* Problem to work on: Among the entries, which lines carry the string "down"? Copy each of them.

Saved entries
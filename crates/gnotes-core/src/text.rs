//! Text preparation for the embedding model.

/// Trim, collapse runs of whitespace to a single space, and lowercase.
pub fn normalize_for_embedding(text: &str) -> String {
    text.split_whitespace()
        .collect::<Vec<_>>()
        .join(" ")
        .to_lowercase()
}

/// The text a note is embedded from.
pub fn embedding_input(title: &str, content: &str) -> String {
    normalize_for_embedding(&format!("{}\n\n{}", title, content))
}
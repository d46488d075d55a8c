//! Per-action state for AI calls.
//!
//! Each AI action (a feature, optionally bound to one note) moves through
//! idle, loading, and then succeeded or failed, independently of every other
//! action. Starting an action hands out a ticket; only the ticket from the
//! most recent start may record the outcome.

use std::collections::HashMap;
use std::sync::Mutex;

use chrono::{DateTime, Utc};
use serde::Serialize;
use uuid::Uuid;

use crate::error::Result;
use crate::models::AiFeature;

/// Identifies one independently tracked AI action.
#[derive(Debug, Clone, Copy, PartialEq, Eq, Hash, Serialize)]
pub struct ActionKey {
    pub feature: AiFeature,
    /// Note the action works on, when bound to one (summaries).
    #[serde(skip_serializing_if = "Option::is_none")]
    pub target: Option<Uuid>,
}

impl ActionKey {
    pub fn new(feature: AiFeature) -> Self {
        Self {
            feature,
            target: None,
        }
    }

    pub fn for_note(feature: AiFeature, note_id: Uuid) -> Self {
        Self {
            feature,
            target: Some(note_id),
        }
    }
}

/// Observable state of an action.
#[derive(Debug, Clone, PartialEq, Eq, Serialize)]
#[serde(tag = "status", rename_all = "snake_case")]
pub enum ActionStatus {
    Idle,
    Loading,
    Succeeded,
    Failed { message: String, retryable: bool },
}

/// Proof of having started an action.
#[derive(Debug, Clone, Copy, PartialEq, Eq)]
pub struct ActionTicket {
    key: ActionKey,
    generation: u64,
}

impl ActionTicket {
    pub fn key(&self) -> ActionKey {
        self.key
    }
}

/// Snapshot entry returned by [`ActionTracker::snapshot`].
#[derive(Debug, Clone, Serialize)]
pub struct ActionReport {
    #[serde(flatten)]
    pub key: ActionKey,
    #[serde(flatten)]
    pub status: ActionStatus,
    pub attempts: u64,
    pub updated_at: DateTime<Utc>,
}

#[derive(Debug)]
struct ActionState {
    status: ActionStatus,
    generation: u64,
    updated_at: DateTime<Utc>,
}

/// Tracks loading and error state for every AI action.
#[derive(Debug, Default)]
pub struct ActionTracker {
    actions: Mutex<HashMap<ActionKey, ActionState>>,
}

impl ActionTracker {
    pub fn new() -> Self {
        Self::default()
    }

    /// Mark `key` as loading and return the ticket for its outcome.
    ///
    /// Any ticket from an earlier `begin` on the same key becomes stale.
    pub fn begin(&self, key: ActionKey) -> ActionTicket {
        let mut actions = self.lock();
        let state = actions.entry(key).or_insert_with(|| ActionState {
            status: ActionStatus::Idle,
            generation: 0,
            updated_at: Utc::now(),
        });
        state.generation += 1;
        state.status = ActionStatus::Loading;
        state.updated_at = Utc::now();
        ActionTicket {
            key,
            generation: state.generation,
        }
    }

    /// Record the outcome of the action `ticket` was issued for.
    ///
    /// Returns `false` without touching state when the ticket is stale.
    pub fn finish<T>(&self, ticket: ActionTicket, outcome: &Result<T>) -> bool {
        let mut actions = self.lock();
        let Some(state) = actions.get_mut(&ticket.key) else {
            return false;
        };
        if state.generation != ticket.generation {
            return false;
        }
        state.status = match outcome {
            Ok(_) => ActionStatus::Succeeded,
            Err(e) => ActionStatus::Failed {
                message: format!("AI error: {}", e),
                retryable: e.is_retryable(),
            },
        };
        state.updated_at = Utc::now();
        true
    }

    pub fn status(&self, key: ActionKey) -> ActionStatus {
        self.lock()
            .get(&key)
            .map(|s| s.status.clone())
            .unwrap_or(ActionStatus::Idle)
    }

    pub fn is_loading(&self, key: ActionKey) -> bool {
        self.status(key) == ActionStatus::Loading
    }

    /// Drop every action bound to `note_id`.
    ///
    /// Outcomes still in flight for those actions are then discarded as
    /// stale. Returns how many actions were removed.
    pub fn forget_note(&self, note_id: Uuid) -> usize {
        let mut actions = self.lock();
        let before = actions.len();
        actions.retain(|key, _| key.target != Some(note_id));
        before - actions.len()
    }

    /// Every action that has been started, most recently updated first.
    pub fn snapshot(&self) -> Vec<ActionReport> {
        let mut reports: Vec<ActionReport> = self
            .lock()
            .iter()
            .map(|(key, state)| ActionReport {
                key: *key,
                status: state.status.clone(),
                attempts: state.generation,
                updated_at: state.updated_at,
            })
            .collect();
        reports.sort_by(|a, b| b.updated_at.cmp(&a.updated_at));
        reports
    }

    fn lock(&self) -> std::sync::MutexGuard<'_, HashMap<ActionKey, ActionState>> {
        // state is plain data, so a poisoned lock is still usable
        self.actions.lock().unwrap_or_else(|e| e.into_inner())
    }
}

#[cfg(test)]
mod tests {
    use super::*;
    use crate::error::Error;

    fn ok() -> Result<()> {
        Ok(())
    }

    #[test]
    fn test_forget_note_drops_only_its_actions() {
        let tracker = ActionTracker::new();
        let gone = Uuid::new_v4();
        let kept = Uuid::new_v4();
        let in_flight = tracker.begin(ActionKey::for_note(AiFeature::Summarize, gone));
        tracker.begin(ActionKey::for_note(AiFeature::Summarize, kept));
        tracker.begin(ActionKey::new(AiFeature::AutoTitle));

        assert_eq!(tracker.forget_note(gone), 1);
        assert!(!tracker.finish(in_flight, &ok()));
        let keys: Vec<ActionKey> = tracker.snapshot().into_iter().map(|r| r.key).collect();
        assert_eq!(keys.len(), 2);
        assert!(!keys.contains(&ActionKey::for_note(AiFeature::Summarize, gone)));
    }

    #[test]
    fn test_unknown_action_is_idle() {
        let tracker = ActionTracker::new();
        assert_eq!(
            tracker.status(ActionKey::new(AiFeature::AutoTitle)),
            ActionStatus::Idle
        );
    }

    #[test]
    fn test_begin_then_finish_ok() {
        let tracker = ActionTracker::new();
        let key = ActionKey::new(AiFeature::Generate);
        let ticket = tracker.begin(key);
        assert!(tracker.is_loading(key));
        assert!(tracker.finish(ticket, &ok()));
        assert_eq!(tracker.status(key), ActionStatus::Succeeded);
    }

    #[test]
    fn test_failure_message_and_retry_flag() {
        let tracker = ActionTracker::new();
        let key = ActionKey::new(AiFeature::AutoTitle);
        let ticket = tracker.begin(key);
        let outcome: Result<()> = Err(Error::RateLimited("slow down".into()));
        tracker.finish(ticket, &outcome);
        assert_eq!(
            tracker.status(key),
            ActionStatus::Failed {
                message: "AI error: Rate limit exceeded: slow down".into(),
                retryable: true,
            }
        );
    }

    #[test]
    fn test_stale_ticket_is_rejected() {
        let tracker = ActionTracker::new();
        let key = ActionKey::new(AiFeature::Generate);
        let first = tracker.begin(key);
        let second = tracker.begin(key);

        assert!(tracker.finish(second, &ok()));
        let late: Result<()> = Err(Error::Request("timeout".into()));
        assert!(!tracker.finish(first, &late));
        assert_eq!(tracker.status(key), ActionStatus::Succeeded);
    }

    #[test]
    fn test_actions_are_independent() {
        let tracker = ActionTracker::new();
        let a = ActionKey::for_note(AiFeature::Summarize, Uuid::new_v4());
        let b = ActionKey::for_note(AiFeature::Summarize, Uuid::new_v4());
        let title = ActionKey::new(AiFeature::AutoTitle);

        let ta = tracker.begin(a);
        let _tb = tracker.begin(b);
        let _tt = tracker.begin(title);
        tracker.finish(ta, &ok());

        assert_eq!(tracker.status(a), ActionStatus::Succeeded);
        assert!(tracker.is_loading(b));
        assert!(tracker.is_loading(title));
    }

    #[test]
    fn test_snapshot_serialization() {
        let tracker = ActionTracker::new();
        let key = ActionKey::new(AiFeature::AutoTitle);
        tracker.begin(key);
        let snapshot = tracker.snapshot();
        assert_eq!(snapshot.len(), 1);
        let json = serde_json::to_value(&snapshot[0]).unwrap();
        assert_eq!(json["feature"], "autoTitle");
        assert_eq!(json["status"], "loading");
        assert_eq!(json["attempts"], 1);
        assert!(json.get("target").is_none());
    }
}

* Exercise result:
        let outcome: Result<()> = Err(Error::RateLimited("slow down".into()));
                message: "AI error: Rate limit exceeded: slow down".into(),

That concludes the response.